----- Given records

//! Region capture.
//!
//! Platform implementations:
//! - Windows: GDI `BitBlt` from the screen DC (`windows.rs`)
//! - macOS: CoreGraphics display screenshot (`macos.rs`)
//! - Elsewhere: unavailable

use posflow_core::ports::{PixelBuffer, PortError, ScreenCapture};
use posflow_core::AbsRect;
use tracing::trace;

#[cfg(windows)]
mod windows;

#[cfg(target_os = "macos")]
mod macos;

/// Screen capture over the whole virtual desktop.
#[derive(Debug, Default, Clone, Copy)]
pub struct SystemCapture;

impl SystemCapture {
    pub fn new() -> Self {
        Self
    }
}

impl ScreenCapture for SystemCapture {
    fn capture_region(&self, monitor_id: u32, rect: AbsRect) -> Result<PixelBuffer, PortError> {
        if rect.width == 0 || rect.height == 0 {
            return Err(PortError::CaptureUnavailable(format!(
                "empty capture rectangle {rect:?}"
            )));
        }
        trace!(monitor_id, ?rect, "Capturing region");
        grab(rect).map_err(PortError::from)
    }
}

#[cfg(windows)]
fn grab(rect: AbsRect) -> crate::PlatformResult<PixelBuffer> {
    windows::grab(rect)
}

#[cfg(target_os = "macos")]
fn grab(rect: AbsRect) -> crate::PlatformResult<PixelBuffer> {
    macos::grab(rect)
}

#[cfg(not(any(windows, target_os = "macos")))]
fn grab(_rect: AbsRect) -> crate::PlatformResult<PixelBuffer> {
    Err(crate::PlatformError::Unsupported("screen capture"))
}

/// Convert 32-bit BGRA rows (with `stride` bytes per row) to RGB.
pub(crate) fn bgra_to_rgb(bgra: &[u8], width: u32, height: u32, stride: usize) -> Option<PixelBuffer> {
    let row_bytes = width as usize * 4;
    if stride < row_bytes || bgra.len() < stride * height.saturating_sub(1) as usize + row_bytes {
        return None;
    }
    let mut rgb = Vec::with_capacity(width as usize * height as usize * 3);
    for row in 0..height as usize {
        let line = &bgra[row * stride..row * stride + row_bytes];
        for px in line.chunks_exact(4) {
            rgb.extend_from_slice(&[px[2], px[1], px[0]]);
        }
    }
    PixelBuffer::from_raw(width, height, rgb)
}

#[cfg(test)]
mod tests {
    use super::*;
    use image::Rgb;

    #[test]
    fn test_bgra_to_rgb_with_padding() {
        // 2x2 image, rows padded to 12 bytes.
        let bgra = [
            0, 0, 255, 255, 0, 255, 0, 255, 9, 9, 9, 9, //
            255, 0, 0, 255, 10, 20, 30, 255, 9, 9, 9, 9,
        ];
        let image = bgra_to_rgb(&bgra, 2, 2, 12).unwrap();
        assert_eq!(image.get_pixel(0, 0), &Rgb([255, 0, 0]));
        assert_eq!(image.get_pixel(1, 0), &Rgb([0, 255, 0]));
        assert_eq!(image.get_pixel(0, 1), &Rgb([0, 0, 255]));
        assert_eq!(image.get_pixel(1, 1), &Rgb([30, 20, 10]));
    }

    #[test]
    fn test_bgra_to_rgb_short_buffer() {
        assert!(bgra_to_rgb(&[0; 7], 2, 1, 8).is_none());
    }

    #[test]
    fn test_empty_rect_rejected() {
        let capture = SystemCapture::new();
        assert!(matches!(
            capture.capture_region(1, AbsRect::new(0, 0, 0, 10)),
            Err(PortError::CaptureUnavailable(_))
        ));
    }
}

----------

Work request
Starting at the line that contains "if rect.width == 0" and stopping after the line that contains "row) to RGB.", write out every line exactly as it appears above, and no other line.

Completed task
        if rect.width == 0 || rect.height == 0 {
            return Err(PortError::CaptureUnavailable(format!(
                "empty capture rectangle {rect:?}"
            )));
        }
        trace!(monitor_id, ?rect, "Capturing region");
        grab(rect).map_err(PortError::from)
    }
}

#[cfg(windows)]
fn grab(rect: AbsRect) -> crate::PlatformResult<PixelBuffer> {
    windows::grab(rect)
}

#[cfg(target_os = "macos")]
fn grab(rect: AbsRect) -> crate::PlatformResult<PixelBuffer> {
    macos::grab(rect)
}

#[cfg(not(any(windows, target_os = "macos")))]
fn grab(_rect: AbsRect) -> crate::PlatformResult<PixelBuffer> {
    Err(crate::PlatformError::Unsupported("screen capture"))
}

/// Convert 32-bit BGRA rows (with `stride` bytes per row) to RGB.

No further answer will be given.